Nachdem Peter seinen Rückfall der akuten myeloischen Leukämie hatte, waren die Aussichten nicht so rosig wie
sie jetzt geworden sind. Mit dem Rückfall kam eine schwere Zeit auf uns zu. Schon wieder nach Notlösungen
suchen für den Hof. Und das schrecklichste war die Spendersuche. Für die betreuenden ärzte war es von
Anfang an klar, dass nur eine Transplantation Peters Leben retten kann.
Alles begann von vorne! Angst keinen Spender zu finden, Angst zu sterben…!
Die Diagnose wurde durch eine Knochenmarkpunktion bei einer Routinekontrolle festgestellt. Die Blutwerte waren bis auf
die Thrombozyten normal. Nichts gemerkt, keine Beschwerden gehabt und doch für krank erklärt.
Also los geht's. Trotz der niederschmetternden Nachricht hat der Kampfgeist Peter nicht verlassen. Innert kürzester
Zeit liefen die Gespräche mit Basel um die Spendersuche einzuleiten.
Dank der Hilfe von Candy durften wir PD Dr. Schanz vom Unispital Zürich, kennenlernen.
Schon bald wurde für Peter klar, dass er sich nach Möglichkeit in Zürich transplantieren lassen will.

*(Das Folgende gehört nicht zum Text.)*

//! Integration test for the 2D viewport
//!
//! Covers zoom and pan, the scale clamp, fitting a world plane and mapping
//! through the world plane.

use medgeom::{AffineTransform, Error, PlaneFrame, Viewport2D};
use nalgebra::{Matrix3, Point2, Point3, Vector2, Vector3};

fn assert_point2_near(actual: &Point2<f64>, expected: &Point2<f64>) {
    assert!(
        (actual - expected).norm() < 1e-9,
        "expected {:?}, got {:?}",
        expected,
        actual
    );
}

fn world_plane(width: f64, height: f64) -> PlaneFrame {
    let mut plane = PlaneFrame::new();
    plane
        .set_bounds([0.0, width, 0.0, height, 0.0, 1.0])
        .unwrap();
    plane
}

#[test]
fn test_display_world_conversion() {
    let mut viewport = Viewport2D::new();
    viewport.set_scale_factor(0.5);
    viewport.set_origin_in_mm(&Point2::new(10.0, -4.0));

    let world = viewport.display_to_world(&Point2::new(4.0, 8.0));
    assert_point2_near(&world, &Point2::new(12.0, 0.0));
    assert_point2_near(&viewport.world_to_display(&world), &Point2::new(4.0, 8.0));
    assert_eq!(
        viewport.display_to_world_vector(&Vector2::new(4.0, 8.0)),
        Vector2::new(2.0, 4.0)
    );
    assert_eq!(
        viewport.world_to_display_vector(&Vector2::new(2.0, 4.0)),
        Vector2::new(4.0, 8.0)
    );
    assert_point2_near(&viewport.origin_in_display_units(), &Point2::new(20.0, -8.0));
}

#[test]
fn test_zoom_in_and_out_restores_state() {
    let mut viewport = Viewport2D::new();
    viewport.set_scale_factor(0.8);
    viewport.set_origin_in_mm(&Point2::new(1.0, 2.0));
    let center = Point2::new(3.0, 7.0);
    let fixed = viewport.display_to_world(&center);

    viewport.zoom(2.0, &center).unwrap();
    assert!((viewport.scale_factor() - 0.4).abs() < 1e-12);
    assert_point2_near(&viewport.display_to_world(&center), &fixed);

    viewport.zoom(0.5, &center).unwrap();
    assert!((viewport.scale_factor() - 0.8).abs() < 1e-12);
    assert_point2_near(&viewport.origin_in_mm(), &Point2::new(1.0, 2.0));
}

#[test]
fn test_scale_factor_is_clamped() {
    let mut viewport = Viewport2D::new();
    viewport.set_scale_factor(1.0e-6);
    assert_eq!(viewport.scale_factor(), 1.0e-4);

    viewport.set_scale_factor(1.0);
    let err = viewport.zoom(-1.0, &Point2::origin()).unwrap_err();
    assert!(matches!(err, Error::InvalidArgument(_)));
}

#[test]
fn test_size_in_mm_follows_scale() {
    let mut viewport = Viewport2D::new();
    viewport.set_size_in_display_units(300, 200, false);
    viewport.set_scale_factor(0.25);
    assert_eq!(viewport.size_in_display_units(), Vector2::new(300, 200));
    assert_eq!(viewport.size_in_mm(), Vector2::new(75.0, 50.0));
}

#[test]
fn test_resize_keeping_region() {
    let mut viewport = Viewport2D::new();
    viewport.set_size_in_display_units(100, 100, false);
    let center_before = viewport.display_to_world(&Point2::new(50.0, 50.0));
    let diagonal_before = viewport.size_in_mm().norm();

    viewport.set_size_in_display_units(200, 100, true);

    let center_after = viewport.display_to_world(&Point2::new(100.0, 50.0));
    assert_point2_near(&center_after, &center_before);
    assert!((viewport.size_in_mm().norm() - diagonal_before).abs() < 1e-9);
    assert!(viewport.scale_factor() < 1.0);
}

#[test]
fn test_shrink_keeping_region() {
    let mut viewport = Viewport2D::new();
    viewport.set_size_in_display_units(200, 100, false);
    let center_before = viewport.display_to_world(&Point2::new(100.0, 50.0));
    let diagonal_before = viewport.size_in_mm().norm();

    viewport.set_size_in_display_units(50, 50, true);

    let center_after = viewport.display_to_world(&Point2::new(25.0, 25.0));
    assert_point2_near(&center_after, &center_before);
    assert!((viewport.size_in_mm().norm() - diagonal_before).abs() < 1e-9);
    assert!(viewport.scale_factor() > 1.0);
}

#[test]
fn test_fit_preserves_aspect_ratio() {
    let plane = world_plane(200.0, 100.0);
    let mut viewport = Viewport2D::new();
    viewport.set_size_in_display_units(400, 400, false);
    viewport.set_world_frame(Some(&plane));
    viewport.fit();

    assert!((viewport.scale_factor() - 0.5).abs() < 1e-12);
    assert_point2_near(
        &viewport.world_to_display(&Point2::new(0.0, 0.0)),
        &Point2::new(0.0, 100.0),
    );
    assert_point2_near(
        &viewport.world_to_display(&Point2::new(200.0, 100.0)),
        &Point2::new(400.0, 300.0),
    );
}

#[test]
fn test_fit_tall_plane() {
    let plane = world_plane(50.0, 100.0);
    let mut viewport = Viewport2D::new();
    viewport.set_size_in_display_units(400, 200, false);
    viewport.set_world_frame(Some(&plane));
    viewport.fit();

    assert!((viewport.scale_factor() - 0.5).abs() < 1e-12);
    assert_point2_near(
        &viewport.world_to_display(&Point2::new(0.0, 0.0)),
        &Point2::new(150.0, 0.0),
    );
}

#[test]
fn test_fit_ignores_invalid_world() {
    let mut plane = PlaneFrame::new();
    plane.set_transform(AffineTransform::new(Matrix3::zeros(), Vector3::zeros()));
    let mut viewport = Viewport2D::new();
    viewport.set_scale_factor(3.0);
    viewport.set_world_frame(Some(&plane));
    viewport.fit();
    assert_eq!(viewport.scale_factor(), 3.0);
}

#[test]
fn test_map_through_world_plane() {
    let plane = world_plane(100.0, 100.0);
    let mut viewport = Viewport2D::new();
    viewport.set_scale_factor(0.5);

    assert!(matches!(
        viewport.map_world_to_display(&Point3::origin()),
        Err(Error::MissingReferenceGeometry(_))
    ));

    viewport.set_world_frame(Some(&plane));
    let display = viewport
        .map_world_to_display(&Point3::new(10.0, 20.0, 0.0))
        .unwrap();
    assert_point2_near(&display, &Point2::new(20.0, 40.0));

    let world = viewport.map_display_to_world(&display).unwrap();
    assert!((world - Point3::new(10.0, 20.0, 0.0)).norm() < 1e-9);

    let vector = viewport
        .map_world_vector_to_display(&Vector3::new(1.0, 0.0, 0.0))
        .unwrap();
    assert!((vector - Vector2::new(2.0, 0.0)).norm() < 1e-12);
}
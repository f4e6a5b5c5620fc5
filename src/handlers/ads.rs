use axum::{
  Json,
  extract::{Path, State},
};

use crate::{prelude::*, state::AppState, sv, utils};

pub async fn watch(
  State(app): State<Arc<AppState>>,
  Path(user_id): Path<i64>,
) -> Result<Json<json::Value>> {
  let result = sv::Ads::new(&app.db, &app.locks).watch(user_id).await?;

  Ok(Json(json::json!({
    "message": "Ad viewed successfully!",
    "reward": utils::to_usdt(result.reward),
    "clicksToday": result.clicks_today,
    "clicksRemaining": result.clicks_remaining,
    "dailyEarnings": utils::to_usdt(result.daily_earnings),
    "newBalance": utils::to_usdt(result.new_balance),
    "nextReset":
      format!("Resets in {}", utils::format_duration(result.next_reset)),
  })))
}

pub async fn stats(
  State(app): State<Arc<AppState>>,
  Path(user_id): Path<i64>,
) -> Result<Json<json::Value>> {
  let stats = sv::Ads::new(&app.db, &app.locks).stats(user_id).await?;
  Ok(Json(stats_json(&stats)))
}

pub(super) fn stats_json(stats: &sv::ads::AdStats) -> json::Value {
  json::json!({
    "clicksToday": stats.clicks_today,
    "clicksRemaining": stats.clicks_remaining,
    "dailyEarnings": utils::to_usdt(stats.daily_earnings),
    "currentBalance": utils::to_usdt(stats.current_balance),
    "earningsPerClick": utils::to_usdt(stats.earnings_per_click),
    "projectedDailyEarnings":
      utils::to_usdt(stats.projected_daily_earnings),
    "projectedBalance": utils::to_usdt(stats.projected_balance),
    "lastResetDate": stats.last_reset,
    "nextReset":
      format!("Resets in {}", utils::format_duration(stats.next_reset)),
  })
}
use axum::{
  Json,
  extract::{Path, State},
  http::StatusCode,
};
use serde::Deserialize;
use sha2::{Digest, Sha256};

use crate::{prelude::*, state::AppState, sv, utils};

use super::ads;

#[derive(Deserialize)]
pub struct Register {
  pub email: String,
  pub username: String,
  pub password: String,
  #[serde(rename = "ref")]
  pub referred_by: Option<String>,
}

pub async fn register(
  State(app): State<Arc<AppState>>,
  Json(req): Json<Register>,
) -> Result<(StatusCode, Json<json::Value>)> {
  if req.password.len() < 8 {
    return Err(Error::InvalidArgs(
      "Password must be at least 8 characters".into(),
    ));
  }
  let digest = hex::encode(Sha256::digest(req.password.as_bytes()));

  let user = sv::User::new(&app.db, &app.locks)
    .register(&req.email, &req.username, &digest, req.referred_by.as_deref())
    .await?;

  Ok((
    StatusCode::CREATED,
    Json(json::json!({
      "id": user.id,
      "username": user.username,
      "email": user.email,
      "referralLink": format!("/signup?ref={}", user.username),
    })),
  ))
}

pub async fn dashboard(
  State(app): State<Arc<AppState>>,
  Path(user_id): Path<i64>,
) -> Result<Json<json::Value>> {
  let user = sv::User::new(&app.db, &app.locks)
    .by_id(user_id)
    .await?
    .ok_or(Error::UserNotFound)?;
  let ad_stats = sv::Ads::new(&app.db, &app.locks).stats(user_id).await?;

  Ok(Json(json::json!({
    "user": {
      "id": user.id,
      "username": user.username,
      "email": user.email,
      "tierId": user.tier_id,
      "paymentStatus": user.payment_status,
      "lockedBalance": utils::to_usdt(user.locked_balance),
      "withdrawableBalance": utils::to_usdt(user.withdrawable_balance),
      "totalEarnings": utils::to_usdt(user.total_earnings),
      "totalWithdrawal": utils::to_usdt(user.total_withdrawal),
      "walletNetwork": user.wallet_network,
      "walletAddress": user.wallet_address,
    },
    "ads": ads::stats_json(&ad_stats),
  })))
}

#[derive(Deserialize)]
#[serde(rename_all = "camelCase")]
pub struct SetWallet {
  pub network: String,
  pub wallet_address: String,
}

pub async fn set_wallet(
  State(app): State<Arc<AppState>>,
  Path(user_id): Path<i64>,
  Json(req): Json<SetWallet>,
) -> Result<Json<json::Value>> {
  sv::User::new(&app.db, &app.locks)
    .set_wallet(user_id, &req.network, &req.wallet_address)
    .await?;

  Ok(Json(json::json!({
    "message": "Withdrawal address updated successfully",
    "walletAddress": req.wallet_address.trim(),
    "network": req.network,
  })))
}

pub async fn active_announcement(
  State(app): State<Arc<AppState>>,
) -> Result<Json<json::Value>> {
  let announcement = sv::Announcement::new(&app.db).active().await?;
  Ok(Json(json::json!({ "announcement": announcement })))
}
use sea_orm::entity::prelude::*;
use serde::{Deserialize, Serialize};

use super::user;

#[derive(Clone, Debug, PartialEq, DeriveEntityModel, Serialize, Deserialize)]
#[sea_orm(table_name = "announcements")]
pub struct Model {
  #[sea_orm(primary_key)]
  pub id: i64,
  pub title: String,
  pub content: String,
  /// At most one row is active at a time, swapped on publish
  pub is_active: bool,
  pub created_by: Option<i64>,
  pub created_at: DateTime,
}

#[derive(Copy, Clone, Debug, EnumIter, DeriveRelation)]
pub enum Relation {
  #[sea_orm(
    belongs_to = "user::Entity",
    from = "Column::CreatedBy",
    to = "user::Column::Id"
  )]
  Author,
}

impl Related<user::Entity> for Entity {
  fn to() -> RelationDef {
    Relation::Author.def()
  }
}

impl ActiveModelBehavior for ActiveModel {}
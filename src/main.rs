mod entity;
mod error;
mod handlers;
mod prelude;
mod state;
mod sv;
mod utils;

use std::net::SocketAddr;

use anyhow::Context;
use tower::ServiceBuilder;
use tower_governor::{GovernorLayer, governor::GovernorConfigBuilder};
use tower_http::{
  cors::{Any, CorsLayer},
  trace::TraceLayer,
};
use tracing_subscriber::{
  EnvFilter, layer::SubscriberExt, util::SubscriberInitExt,
};

use crate::{
  prelude::*,
  state::{AppState, Config},
};

#[tokio::main]
async fn main() -> anyhow::Result<()> {
  dotenvy::dotenv().ok();

  tracing_subscriber::registry()
    .with(EnvFilter::try_from_default_env().unwrap_or_else(|_| {
      "nova=debug,tower_http=debug,axum=trace,sea_orm=warn".into()
    }))
    .with(tracing_subscriber::fmt::layer())
    .init();

  let config = Config::from_env()?;
  let port = config.port;

  info!("Starting Nova backend v{}", env!("CARGO_PKG_VERSION"));

  let app_state = Arc::new(AppState::new(config).await?);

  let governor_conf = Arc::new(
    GovernorConfigBuilder::default()
      .per_second(2)
      .burst_size(100)
      .finish()
      .context("Failed to build rate limiter config")?,
  );

  let governor_limiter = governor_conf.limiter().clone();
  tokio::spawn(async move {
    loop {
      tokio::time::sleep(Duration::from_secs(60)).await;
      governor_limiter.retain_recent();
    }
  });

  let app = handlers::router(app_state)
    .layer(
      ServiceBuilder::new()
        .layer(TraceLayer::new_for_http())
        .layer(GovernorLayer::new(governor_conf))
        .layer(
          CorsLayer::new()
            .allow_origin(Any)
            .allow_methods(Any)
            .allow_headers(Any),
        ),
    )
    .into_make_service_with_connect_info::<SocketAddr>();

  let addr = SocketAddr::from(([0, 0, 0, 0], port));
  info!("HTTP server listening on {addr}");

  let listener = tokio::net::TcpListener::bind(addr)
    .await
    .context("Failed to bind")?;
  axum::serve(listener, app).await.context("Server error")?;

  Ok(())
}
use chrono::{DateTime, Days, TimeZone, Utc};
use chrono_tz::Europe::London;

use crate::prelude::{Date, TimeDelta};

/// 1 USDT = 1,000,000 microUSDT (USDT uses 6 decimal places)
pub const MICRO_USDT: i64 = 1_000_000;

pub fn to_usdt(micro: i64) -> f64 {
  micro as f64 / MICRO_USDT as f64
}

pub fn from_usdt(usdt: f64) -> i64 {
  (usdt * MICRO_USDT as f64).round() as i64
}

/// Civil date in London; the ad-reward day rolls over at London midnight.
pub fn london_today(now: DateTime<Utc>) -> Date {
  now.with_timezone(&London).date_naive()
}

/// Time remaining until the next London midnight.
pub fn until_next_reset(now: DateTime<Utc>) -> TimeDelta {
  let midnight = london_today(now)
    .checked_add_days(Days::new(1))
    .and_then(|date| date.and_hms_opt(0, 0, 0))
    .and_then(|naive| London.from_local_datetime(&naive).earliest());

  match midnight {
    Some(midnight) => midnight.with_timezone(&Utc) - now,
    None => TimeDelta::zero(),
  }
}

pub fn format_duration(duration: TimeDelta) -> String {
  format!("{}h {}m", duration.num_hours(), duration.num_minutes() % 60)
}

Der persönliche Kontakt tat Peter sehr gut. Von Dr. Schanz zu hören, dass er alles daran setzen wird, dass ein
Spender gefunden werden kann, das war aufbauend und gab Hoffnungen. Die Möglichkeit, jederzeit persönlich mit
ihm zu reden wenn Fragen auftauchen, gab zusätzlich ein gutes Gefühl.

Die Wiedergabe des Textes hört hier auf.